### [Problem requirements]
In the material below, some lines carry "Namespace". Copy each such line.

### [Data extract]
+ + + +

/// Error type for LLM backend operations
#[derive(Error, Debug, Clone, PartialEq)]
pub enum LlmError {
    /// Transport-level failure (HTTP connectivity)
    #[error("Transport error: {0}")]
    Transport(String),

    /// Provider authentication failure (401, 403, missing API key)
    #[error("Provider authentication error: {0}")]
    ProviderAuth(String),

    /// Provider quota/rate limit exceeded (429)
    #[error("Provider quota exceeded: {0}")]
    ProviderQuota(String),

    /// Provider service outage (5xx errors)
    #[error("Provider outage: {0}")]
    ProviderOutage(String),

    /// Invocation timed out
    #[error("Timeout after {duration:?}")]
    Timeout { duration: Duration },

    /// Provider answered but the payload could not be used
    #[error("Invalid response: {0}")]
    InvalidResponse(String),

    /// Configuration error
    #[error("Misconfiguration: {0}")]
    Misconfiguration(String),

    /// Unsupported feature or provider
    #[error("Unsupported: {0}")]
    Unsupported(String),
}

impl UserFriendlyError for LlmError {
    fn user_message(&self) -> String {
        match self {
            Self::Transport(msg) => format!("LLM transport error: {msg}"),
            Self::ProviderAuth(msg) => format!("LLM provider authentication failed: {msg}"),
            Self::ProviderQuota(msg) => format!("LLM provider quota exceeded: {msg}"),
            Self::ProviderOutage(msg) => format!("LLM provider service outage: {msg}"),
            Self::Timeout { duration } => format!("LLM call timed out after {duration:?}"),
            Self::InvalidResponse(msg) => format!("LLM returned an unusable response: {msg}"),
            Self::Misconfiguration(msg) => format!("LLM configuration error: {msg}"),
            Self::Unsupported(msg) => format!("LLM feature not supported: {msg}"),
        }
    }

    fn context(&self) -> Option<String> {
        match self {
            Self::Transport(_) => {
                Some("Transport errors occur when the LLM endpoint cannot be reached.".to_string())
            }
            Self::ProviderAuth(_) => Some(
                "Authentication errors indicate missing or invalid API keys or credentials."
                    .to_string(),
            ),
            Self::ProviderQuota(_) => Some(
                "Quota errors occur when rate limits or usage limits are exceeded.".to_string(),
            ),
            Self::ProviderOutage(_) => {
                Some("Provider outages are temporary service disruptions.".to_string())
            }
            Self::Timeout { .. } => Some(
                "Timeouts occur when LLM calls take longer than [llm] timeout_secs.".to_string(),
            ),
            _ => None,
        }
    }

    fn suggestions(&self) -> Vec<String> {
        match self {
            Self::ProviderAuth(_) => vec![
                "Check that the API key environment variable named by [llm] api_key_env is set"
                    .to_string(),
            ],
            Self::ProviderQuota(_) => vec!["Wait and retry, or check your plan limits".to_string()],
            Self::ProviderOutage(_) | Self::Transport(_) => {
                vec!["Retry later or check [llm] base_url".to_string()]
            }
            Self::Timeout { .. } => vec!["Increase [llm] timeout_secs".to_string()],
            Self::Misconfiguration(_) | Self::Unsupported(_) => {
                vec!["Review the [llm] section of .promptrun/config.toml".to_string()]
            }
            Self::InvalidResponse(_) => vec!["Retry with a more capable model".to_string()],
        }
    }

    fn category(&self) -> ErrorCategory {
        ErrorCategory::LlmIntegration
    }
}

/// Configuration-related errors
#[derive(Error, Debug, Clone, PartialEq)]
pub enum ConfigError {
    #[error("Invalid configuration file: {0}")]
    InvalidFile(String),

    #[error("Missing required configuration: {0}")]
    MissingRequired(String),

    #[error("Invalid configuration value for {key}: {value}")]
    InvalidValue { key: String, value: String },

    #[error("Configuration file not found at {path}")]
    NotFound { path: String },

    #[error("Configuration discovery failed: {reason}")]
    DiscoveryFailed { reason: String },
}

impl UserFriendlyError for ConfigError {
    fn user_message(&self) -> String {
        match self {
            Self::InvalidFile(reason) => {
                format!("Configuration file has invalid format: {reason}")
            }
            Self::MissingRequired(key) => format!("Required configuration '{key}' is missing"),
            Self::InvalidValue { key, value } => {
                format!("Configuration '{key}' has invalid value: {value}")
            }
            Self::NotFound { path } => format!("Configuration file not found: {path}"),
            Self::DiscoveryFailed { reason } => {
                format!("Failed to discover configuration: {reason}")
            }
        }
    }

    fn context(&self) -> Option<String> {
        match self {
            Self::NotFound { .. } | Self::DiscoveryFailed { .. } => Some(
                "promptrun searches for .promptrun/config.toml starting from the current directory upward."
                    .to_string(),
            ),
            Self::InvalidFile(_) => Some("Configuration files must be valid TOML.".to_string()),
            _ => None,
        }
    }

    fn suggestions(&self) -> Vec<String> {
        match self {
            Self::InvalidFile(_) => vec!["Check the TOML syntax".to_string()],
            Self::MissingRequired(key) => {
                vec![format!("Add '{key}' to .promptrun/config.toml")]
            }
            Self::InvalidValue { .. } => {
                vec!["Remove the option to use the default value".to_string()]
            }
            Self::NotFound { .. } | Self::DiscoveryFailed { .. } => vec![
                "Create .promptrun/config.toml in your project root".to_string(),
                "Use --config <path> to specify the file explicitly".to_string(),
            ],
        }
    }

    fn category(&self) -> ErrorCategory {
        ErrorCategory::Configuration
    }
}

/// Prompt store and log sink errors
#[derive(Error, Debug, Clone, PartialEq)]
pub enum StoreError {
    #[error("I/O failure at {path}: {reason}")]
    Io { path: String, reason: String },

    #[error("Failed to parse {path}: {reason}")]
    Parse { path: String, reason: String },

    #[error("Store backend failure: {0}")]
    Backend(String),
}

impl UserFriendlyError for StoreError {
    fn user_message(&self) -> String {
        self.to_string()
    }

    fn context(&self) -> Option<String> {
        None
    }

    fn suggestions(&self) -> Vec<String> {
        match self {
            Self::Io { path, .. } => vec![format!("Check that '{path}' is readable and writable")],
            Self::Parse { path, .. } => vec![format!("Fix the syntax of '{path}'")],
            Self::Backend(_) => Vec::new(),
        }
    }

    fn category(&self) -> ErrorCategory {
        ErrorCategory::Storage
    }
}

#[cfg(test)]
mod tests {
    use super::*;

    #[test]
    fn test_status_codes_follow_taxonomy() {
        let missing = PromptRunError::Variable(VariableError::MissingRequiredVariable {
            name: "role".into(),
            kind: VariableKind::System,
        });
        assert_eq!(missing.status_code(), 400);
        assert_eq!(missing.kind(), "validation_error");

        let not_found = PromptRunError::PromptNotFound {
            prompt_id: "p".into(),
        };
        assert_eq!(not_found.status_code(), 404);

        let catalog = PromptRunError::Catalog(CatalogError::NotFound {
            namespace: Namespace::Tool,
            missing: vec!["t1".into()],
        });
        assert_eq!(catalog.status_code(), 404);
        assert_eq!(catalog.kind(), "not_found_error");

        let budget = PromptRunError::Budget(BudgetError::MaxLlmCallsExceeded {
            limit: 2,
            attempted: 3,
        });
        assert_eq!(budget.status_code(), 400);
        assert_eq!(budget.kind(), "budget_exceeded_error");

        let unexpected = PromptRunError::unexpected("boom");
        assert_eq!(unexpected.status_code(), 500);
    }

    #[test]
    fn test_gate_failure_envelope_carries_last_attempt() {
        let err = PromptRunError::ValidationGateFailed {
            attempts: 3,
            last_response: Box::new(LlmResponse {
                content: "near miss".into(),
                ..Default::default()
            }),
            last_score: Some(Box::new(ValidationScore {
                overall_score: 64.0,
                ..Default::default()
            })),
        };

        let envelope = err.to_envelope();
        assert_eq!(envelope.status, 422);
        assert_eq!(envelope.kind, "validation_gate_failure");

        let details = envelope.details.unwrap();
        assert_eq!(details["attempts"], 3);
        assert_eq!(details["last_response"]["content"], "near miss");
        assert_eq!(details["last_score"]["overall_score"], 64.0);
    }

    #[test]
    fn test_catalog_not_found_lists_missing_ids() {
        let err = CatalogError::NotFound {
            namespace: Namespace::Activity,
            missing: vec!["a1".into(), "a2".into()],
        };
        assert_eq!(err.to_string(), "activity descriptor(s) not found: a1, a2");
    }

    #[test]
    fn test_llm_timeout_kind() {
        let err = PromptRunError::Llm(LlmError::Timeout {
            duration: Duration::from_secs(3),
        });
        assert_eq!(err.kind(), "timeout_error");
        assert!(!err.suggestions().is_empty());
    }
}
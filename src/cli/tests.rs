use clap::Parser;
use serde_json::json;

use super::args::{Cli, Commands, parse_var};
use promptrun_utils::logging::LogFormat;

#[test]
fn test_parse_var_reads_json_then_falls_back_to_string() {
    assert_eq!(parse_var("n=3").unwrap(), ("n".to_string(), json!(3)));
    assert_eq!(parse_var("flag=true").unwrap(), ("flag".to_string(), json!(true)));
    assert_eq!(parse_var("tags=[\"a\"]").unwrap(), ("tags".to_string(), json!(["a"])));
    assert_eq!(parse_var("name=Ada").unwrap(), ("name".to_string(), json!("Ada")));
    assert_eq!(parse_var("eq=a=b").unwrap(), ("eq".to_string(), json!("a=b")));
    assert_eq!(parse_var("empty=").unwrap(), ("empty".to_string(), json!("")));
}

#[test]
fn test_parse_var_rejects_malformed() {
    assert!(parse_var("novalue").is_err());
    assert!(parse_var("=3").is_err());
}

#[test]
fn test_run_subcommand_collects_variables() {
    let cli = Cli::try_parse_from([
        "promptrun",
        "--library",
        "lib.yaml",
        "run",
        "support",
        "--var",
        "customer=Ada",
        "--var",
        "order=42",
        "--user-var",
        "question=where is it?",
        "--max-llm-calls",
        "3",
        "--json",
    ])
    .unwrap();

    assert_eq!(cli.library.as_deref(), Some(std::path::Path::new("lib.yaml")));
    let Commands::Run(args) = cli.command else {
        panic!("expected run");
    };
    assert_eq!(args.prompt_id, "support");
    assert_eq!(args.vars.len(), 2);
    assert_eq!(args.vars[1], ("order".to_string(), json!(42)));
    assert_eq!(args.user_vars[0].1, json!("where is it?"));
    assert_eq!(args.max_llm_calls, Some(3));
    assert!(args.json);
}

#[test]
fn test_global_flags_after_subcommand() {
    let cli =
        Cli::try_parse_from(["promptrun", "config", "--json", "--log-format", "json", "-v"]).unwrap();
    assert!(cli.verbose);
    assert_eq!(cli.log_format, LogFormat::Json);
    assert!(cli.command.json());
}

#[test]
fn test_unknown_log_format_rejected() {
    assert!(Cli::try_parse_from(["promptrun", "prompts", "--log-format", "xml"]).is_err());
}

+ + + +

### [Result]
            namespace: Namespace::Tool,
            namespace: Namespace::Activity,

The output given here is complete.